A Weekend in Mexico City
Friday  4 p.m.   1) AZTEC ASSIMILATION
A stroll through Condesa, the lush neighborhood where Paris Hilton frolicked when she visited (don’t hold that against it), will quickly vanquish the stereotype of Mexico City as an unsafe eyesore. Start at Parque Mexico (intersection of Avenida Sonora and Avenida Mexico), where locals and their dogs mix with hipsters en route to sidewalk espresso bars. A Macarena dance contest (irony included) was in full swing in the band shell on a recent weekend. Atlixco, a side street nearby, is becoming a hub for boutiques. Soho Condesa (Atlixco 100B; 52-55-5553-1730) serves up funky sunglasses on fur-lined shelves, while Milagro (Atlixco 38, has colorful handbags embroidered by local artists.
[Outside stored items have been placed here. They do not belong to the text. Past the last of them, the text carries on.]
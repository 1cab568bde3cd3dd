use anyhow::{anyhow, Context};
use serde::{Deserialize, Serialize};

pub const DEFAULT_STRIP_COMPONENTS: u32 = 1;

/// A package descriptor as found at `projects/<name>/package.yml` in a roster.
#[derive(Debug, Clone, Serialize, Deserialize, PartialEq, Eq)]
pub struct PackageMeta {
    #[serde(default)]
    pub description: String,
    #[serde(default)]
    pub inject: Option<Inject>,
    pub distributable: Distributable,
    #[serde(rename = "build", default)]
    pub build_recipe: BuildRecipe,
    #[serde(default)]
    pub provides: Vec<String>,
    #[serde(rename = "test", default, skip_serializing_if = "Option::is_none")]
    pub test_recipe: Option<ScriptRecipe>,
    #[serde(rename = "install", default, skip_serializing_if = "Option::is_none")]
    pub install_recipe: Option<ScriptRecipe>,
    #[serde(rename = "uninstall", default, skip_serializing_if = "Option::is_none")]
    pub uninstall_recipe: Option<ScriptRecipe>,

    #[serde(skip)]
    roster: String,
}

#[derive(Debug, Clone, Serialize, Deserialize, PartialEq, Eq)]
pub struct Inject {
    #[serde(rename = "type")]
    pub kind: String,
}

#[derive(Debug, Clone, Serialize, Deserialize, PartialEq, Eq)]
pub struct Distributable {
    /// `<org>/<repo>` on the code-hosting service.
    pub github: String,
    /// Download URL template, see [`crate::render_url_template`].
    pub url: String,
    #[serde(default = "default_strip_components")]
    pub strip_components: u32,
}

#[derive(Debug, Clone, Default, Serialize, Deserialize, PartialEq, Eq)]
pub struct BuildRecipe {
    #[serde(default)]
    pub env: Vec<String>,
    #[serde(default)]
    pub script: Vec<String>,
}

#[derive(Debug, Clone, Serialize, Deserialize, PartialEq, Eq)]
pub struct ScriptRecipe {
    pub script: String,
}

impl PackageMeta {
    pub fn from_yaml_str(input: &str) -> anyhow::Result<Self> {
        let meta: Self = serde_yaml::from_str(input).context("failed to parse package meta")?;
        github_split_path(&meta.distributable.github)
            .context("invalid distributable.github")?;
        if meta.distributable.url.trim().is_empty() {
            return Err(anyhow!("distributable.url must not be empty"));
        }
        Ok(meta)
    }

    pub fn with_roster(mut self, roster: impl Into<String>) -> Self {
        self.roster = roster.into();
        self
    }

    /// Name of the roster this descriptor was loaded from.
    pub fn roster(&self) -> &str {
        &self.roster
    }

    pub fn github_org_repo(&self) -> anyhow::Result<(&str, &str)> {
        github_split_path(&self.distributable.github)
    }
}

/// Splits `org/repo` (optionally prefixed with `https://github.com/`).
pub fn github_split_path(path: &str) -> anyhow::Result<(&str, &str)> {
    let trimmed = path
        .trim()
        .trim_start_matches("https://github.com/")
        .trim_end_matches(".git")
        .trim_matches('/');
    let mut parts = trimmed.split('/');
    match (parts.next(), parts.next(), parts.next()) {
        (Some(org), Some(repo), None) if !org.is_empty() && !repo.is_empty() => Ok((org, repo)),
        _ => Err(anyhow!("invalid github path '{path}', expected '<org>/<repo>'")),
    }
}

/// Package names double as directory components and URL keys.
pub fn validate_package_name(name: &str) -> anyhow::Result<()> {
    if name.is_empty() || name.len() > 128 {
        return Err(anyhow!("invalid package name: must not be empty"));
    }

    let mut chars = name.chars();
    let Some(first) = chars.next() else {
        return Err(anyhow!("invalid package name: '{name}'"));
    };
    let first_is_valid = first.is_ascii_lowercase() || first.is_ascii_digit();
    let rest_is_valid = chars.all(|ch| {
        ch.is_ascii_lowercase() || ch.is_ascii_digit() || ch == '-' || ch == '_' || ch == '.'
    });
    if !first_is_valid || !rest_is_valid {
        return Err(anyhow!("invalid package name: '{name}'"));
    }

    Ok(())
}

fn default_strip_components() -> u32 {
    DEFAULT_STRIP_COMPONENTS
}
use std::collections::HashMap;

/// Sørensen-Dice coefficient over the multisets of adjacent character pairs
/// of both strings, compared case-insensitively. Identical strings score 1.0;
/// a string shorter than two characters has no pairs and scores 0.0 against
/// anything else.
pub fn dice_coefficient(a: &str, b: &str) -> f64 {
    let a = a.to_lowercase();
    let b = b.to_lowercase();
    if a == b {
        return 1.0;
    }

    let a_pairs = bigrams(&a);
    let b_pairs = bigrams(&b);
    if a_pairs.is_empty() || b_pairs.is_empty() {
        return 0.0;
    }

    let mut remaining: HashMap<(char, char), usize> = HashMap::new();
    for pair in &b_pairs {
        *remaining.entry(*pair).or_default() += 1;
    }

    let mut shared = 0usize;
    for pair in &a_pairs {
        if let Some(count) = remaining.get_mut(pair) {
            if *count > 0 {
                *count -= 1;
                shared += 1;
            }
        }
    }

    (2 * shared) as f64 / (a_pairs.len() + b_pairs.len()) as f64
}

fn bigrams(input: &str) -> Vec<(char, char)> {
    let chars: Vec<char> = input.chars().collect();
    chars.windows(2).map(|pair| (pair[0], pair[1])).collect()
}
use anyhow::Context;
use serde::{Deserialize, Serialize};
use time::OffsetDateTime;

/// Facts computed about one package, persisted as `cache.yml`.
///
/// `installed_version` and `installed_path` are both empty when the package
/// is not installed.
#[derive(Debug, Clone, Default, Serialize, Deserialize, PartialEq, Eq)]
pub struct PackageCache {
    pub name: String,
    #[serde(default, skip_serializing_if = "Option::is_none")]
    pub github: Option<GithubRepoInfo>,
    #[serde(default)]
    pub latest_release: String,
    #[serde(default)]
    pub latest_release_tag: String,
    #[serde(default, with = "time::serde::rfc3339::option")]
    pub published_at: Option<OffsetDateTime>,
    #[serde(default)]
    pub url: String,
    #[serde(default)]
    pub strip_components: u32,
    #[serde(default, with = "time::serde::rfc3339::option")]
    pub cached_at: Option<OffsetDateTime>,
    #[serde(default)]
    pub installed_version: String,
    #[serde(default)]
    pub installed_path: String,
}

#[derive(Debug, Clone, Default, Serialize, Deserialize, PartialEq, Eq)]
pub struct GithubRepoInfo {
    #[serde(default)]
    pub organization: String,
    #[serde(default)]
    pub repo: String,
    #[serde(default)]
    pub name: String,
    #[serde(default)]
    pub full_name: String,
    #[serde(default)]
    pub description: String,
    #[serde(default)]
    pub homepage: String,
    #[serde(default)]
    pub language: String,
    #[serde(default)]
    pub license: String,
    #[serde(default)]
    pub default_branch: String,
}

impl PackageCache {
    pub fn new(name: impl Into<String>) -> Self {
        Self {
            name: name.into(),
            ..Self::default()
        }
    }

    pub fn from_yaml_str(input: &str) -> anyhow::Result<Self> {
        serde_yaml::from_str(input).context("failed to parse package cache")
    }

    pub fn to_yaml_string(&self) -> anyhow::Result<String> {
        serde_yaml::to_string(self).context("failed to serialize package cache")
    }

    pub fn is_installed(&self) -> bool {
        !self.installed_version.is_empty() && !self.installed_path.is_empty()
    }

    pub fn clear_installed(&mut self) {
        self.installed_version.clear();
        self.installed_path.clear();
    }
}
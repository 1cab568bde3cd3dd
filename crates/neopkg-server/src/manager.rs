use std::collections::BTreeMap;
use std::fs;
use std::str::FromStr;

use anyhow::{Context, Result};
use neopkg_backend::{Backend, BackendStatus, EnvPairs};
use neopkg_core::{PackageCache, PkgError};
use neopkg_installer::DistLayout;
use tokio::io::AsyncWrite;
use tokio::sync::RwLock;
use tracing::{info, warn};

use crate::{Roster, SearchResult, ServerConfig, SyncSummary};

/// Variable naming the server executable in hook and backend environments.
pub const HOST_ENV: &str = "NEOPKG_HOST";

const INHERITED_ENV: [&str; 6] = ["USER", "HOME", "LANG", "LC_NUMERIC", "LC_TIME", "TZ"];
#[cfg(windows)]
const INHERITED_ENV_WINDOWS: [&str; 3] = ["SystemRoot", "SystemDrive", "USERPROFILE"];

#[derive(Debug, Clone, Copy, PartialEq, Eq)]
pub enum ProcessAction {
    Start,
    Stop,
    Status,
}

impl FromStr for ProcessAction {
    type Err = anyhow::Error;

    fn from_str(input: &str) -> Result<Self> {
        match input {
            "start" => Ok(Self::Start),
            "stop" => Ok(Self::Stop),
            "status" => Ok(Self::Status),
            other => Err(anyhow::anyhow!(
                "unknown process action '{other}'; expected start, stop or status"
            )),
        }
    }
}

/// Owns the roster and the backends of installed packages.
#[derive(Debug)]
pub struct PkgManager {
    roster: Roster,
    install_env: EnvPairs,
    backends: RwLock<BTreeMap<String, Backend>>,
}

impl PkgManager {
    pub fn new(config: &ServerConfig) -> Result<Self> {
        let roster = Roster::new(config)?;
        Self::with_roster(roster, installer_env(&config.env))
    }

    /// Loads the backend of every package under the dist tree that has a
    /// `current` link. A broken descriptor is logged and skipped.
    pub fn with_roster(roster: Roster, install_env: EnvPairs) -> Result<Self> {
        let backends = scan_backends(roster.layout(), &install_env)?;
        info!(backends = backends.len(), "package manager ready");
        Ok(Self {
            roster,
            install_env,
            backends: RwLock::new(backends),
        })
    }

    pub fn roster(&self) -> &Roster {
        &self.roster
    }

    /// Starts every `auto_start` backend.
    pub async fn start(&self) {
        for backend in self.backends.read().await.values() {
            if !backend.auto_start() {
                continue;
            }
            if let Err(err) = backend.start().await {
                warn!(package = backend.name(), error = %format!("{err:#}"), "backend failed to start");
            }
        }
    }

    pub async fn stop(&self) {
        for backend in self.backends.read().await.values() {
            if let Err(err) = backend.stop().await {
                warn!(package = backend.name(), error = %format!("{err:#}"), "backend failed to stop");
            }
        }
    }

    pub async fn backend(&self, name: &str) -> Option<Backend> {
        self.backends.read().await.get(name).cloned()
    }

    pub async fn sync(&self) -> Result<Vec<SyncSummary>> {
        self.roster.sync().await
    }

    pub async fn search(&self, name: &str, possibles: usize) -> Result<SearchResult> {
        self.roster.search(name, possibles).await
    }

    /// Installs the latest release, then swaps in the backend of the new
    /// version. The new backend starts when it is `auto_start` or when the
    /// previous one was running.
    pub async fn install<W>(&self, name: &str, output: &mut W) -> Result<PackageCache>
    where
        W: AsyncWrite + Unpin,
    {
        info!(package = name, "installing");
        let cache = self.roster.install(name, &self.install_env, output).await?;
        self.replace_backend(name).await;
        Ok(cache)
    }

    /// Stops the package's backend, uninstalls it and forgets the backend.
    pub async fn uninstall<W>(&self, name: &str, output: &mut W) -> Result<()>
    where
        W: AsyncWrite + Unpin,
    {
        info!(package = name, "uninstalling");
        if let Some(backend) = self.backend(name).await {
            if let Err(err) = backend.stop().await {
                warn!(package = name, error = %format!("{err:#}"), "backend failed to stop");
            }
        }
        self.roster
            .uninstall(name, &self.install_env, output)
            .await?;
        self.backends.write().await.remove(name);
        Ok(())
    }

    pub async fn process(&self, name: &str, action: ProcessAction) -> Result<BackendStatus> {
        let backend = self
            .backend(name)
            .await
            .ok_or_else(|| PkgError::NotFound(name.to_string()))?;
        match action {
            ProcessAction::Start => backend.start().await?,
            ProcessAction::Stop => backend.stop().await?,
            ProcessAction::Status => {}
        }
        Ok(backend.status().await)
    }

    /// Swaps in the backend of a freshly installed version. The map lock is
    /// only held to take out and put back entries, never across stop/start.
    async fn replace_backend(&self, name: &str) {
        let previous = self.backends.write().await.remove(name);
        let mut was_running = false;
        if let Some(previous) = previous {
            was_running = previous.status().await == BackendStatus::Running;
            if was_running {
                if let Err(err) = previous.stop().await {
                    warn!(package = name, error = %format!("{err:#}"), "previous backend failed to stop");
                }
            }
        }

        let backend = match Backend::load(self.roster.layout(), name, self.install_env.clone()) {
            Ok(Some(backend)) => backend,
            Ok(None) => return,
            Err(err) => {
                warn!(package = name, error = %format!("{err:#}"), "failed to load backend");
                return;
            }
        };
        if backend.auto_start() || was_running {
            if let Err(err) = backend.start().await {
                warn!(package = name, error = %format!("{err:#}"), "backend failed to start");
            }
        }
        self.backends.write().await.insert(name.to_string(), backend);
    }
}

/// Environment for install hooks and backends: a few inherited variables,
/// the configured `[env]` table and the server executable path.
pub fn installer_env(extra: &BTreeMap<String, String>) -> EnvPairs {
    let mut keys: Vec<&str> = INHERITED_ENV.to_vec();
    #[cfg(windows)]
    keys.extend(INHERITED_ENV_WINDOWS);

    let mut env: EnvPairs = keys
        .into_iter()
        .filter_map(|key| {
            std::env::var(key)
                .ok()
                .filter(|value| !value.is_empty())
                .map(|value| (key.to_string(), value))
        })
        .collect();
    env.extend(extra.iter().map(|(key, value)| (key.clone(), value.clone())));
    if let Ok(exe) = std::env::current_exe() {
        env.push((HOST_ENV.to_string(), exe.display().to_string()));
    }
    env
}

fn scan_backends(layout: &DistLayout, install_env: &EnvPairs) -> Result<BTreeMap<String, Backend>> {
    let mut backends = BTreeMap::new();
    let entries = fs::read_dir(layout.root())
        .with_context(|| format!("failed reading dist directory {}", layout.root().display()))?;
    for entry in entries {
        let entry = entry?;
        if !entry.file_type()?.is_dir() {
            continue;
        }
        let name = entry.file_name().to_string_lossy().to_string();
        match Backend::load(layout, &name, install_env.clone()) {
            Ok(Some(backend)) => {
                backends.insert(name, backend);
            }
            Ok(None) => {}
            Err(err) => {
                warn!(package = %name, error = %format!("{err:#}"), "failed to load backend settings");
            }
        }
    }
    Ok(backends)
}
9 p.m.   2) RESTAURANT ROW
The posh district of Polanco, with its leafy streets named after famous writers, is the center of the city’s foodie scene. There are newer restaurants — Astrid & Gastón (Tennyson 117; 52-55-5282-2666;, the latest from the Peruvian restaurateur Gastón Acurio, opened with a splash about a year ago. But the young, moneyed crowd still flocks to an older favorite: Ivoire (Emilio Castelar 95; 52-55-5280-0477). The French-Mexican menu can be hit and miss (try the lobster risotto with azafrán for 250 pesos, or $20 at 12.5 pesos to the dollar), but the buzzy rooftop bar with candle-lit views makes up for it.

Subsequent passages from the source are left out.